┌────────
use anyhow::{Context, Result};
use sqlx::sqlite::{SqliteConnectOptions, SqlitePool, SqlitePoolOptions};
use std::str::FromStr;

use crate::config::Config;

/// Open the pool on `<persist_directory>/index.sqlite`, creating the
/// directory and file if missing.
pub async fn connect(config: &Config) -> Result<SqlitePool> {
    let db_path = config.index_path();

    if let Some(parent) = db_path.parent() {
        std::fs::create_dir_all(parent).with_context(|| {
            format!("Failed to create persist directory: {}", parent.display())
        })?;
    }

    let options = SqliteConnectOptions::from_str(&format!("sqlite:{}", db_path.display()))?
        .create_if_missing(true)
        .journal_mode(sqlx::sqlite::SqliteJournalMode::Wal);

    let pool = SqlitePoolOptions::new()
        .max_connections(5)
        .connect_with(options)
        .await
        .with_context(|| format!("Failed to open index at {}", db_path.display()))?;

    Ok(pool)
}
└────────
Retype the records above in full, matching each line exactly.

**EXERCISE SOLUTION**
use anyhow::{Context, Result};
use sqlx::sqlite::{SqliteConnectOptions, SqlitePool, SqlitePoolOptions};
use std::str::FromStr;

use crate::config::Config;

/// Open the pool on `<persist_directory>/index.sqlite`, creating the
/// directory and file if missing.
pub async fn connect(config: &Config) -> Result<SqlitePool> {
    let db_path = config.index_path();

    if let Some(parent) = db_path.parent() {
        std::fs::create_dir_all(parent).with_context(|| {
            format!("Failed to create persist directory: {}", parent.display())
        })?;
    }

    let options = SqliteConnectOptions::from_str(&format!("sqlite:{}", db_path.display()))?
        .create_if_missing(true)
        .journal_mode(sqlx::sqlite::SqliteJournalMode::Wal);

    let pool = SqlitePoolOptions::new()
        .max_connections(5)
        .connect_with(options)
        .await
        .with_context(|| format!("Failed to open index at {}", db_path.display()))?;

    Ok(pool)
}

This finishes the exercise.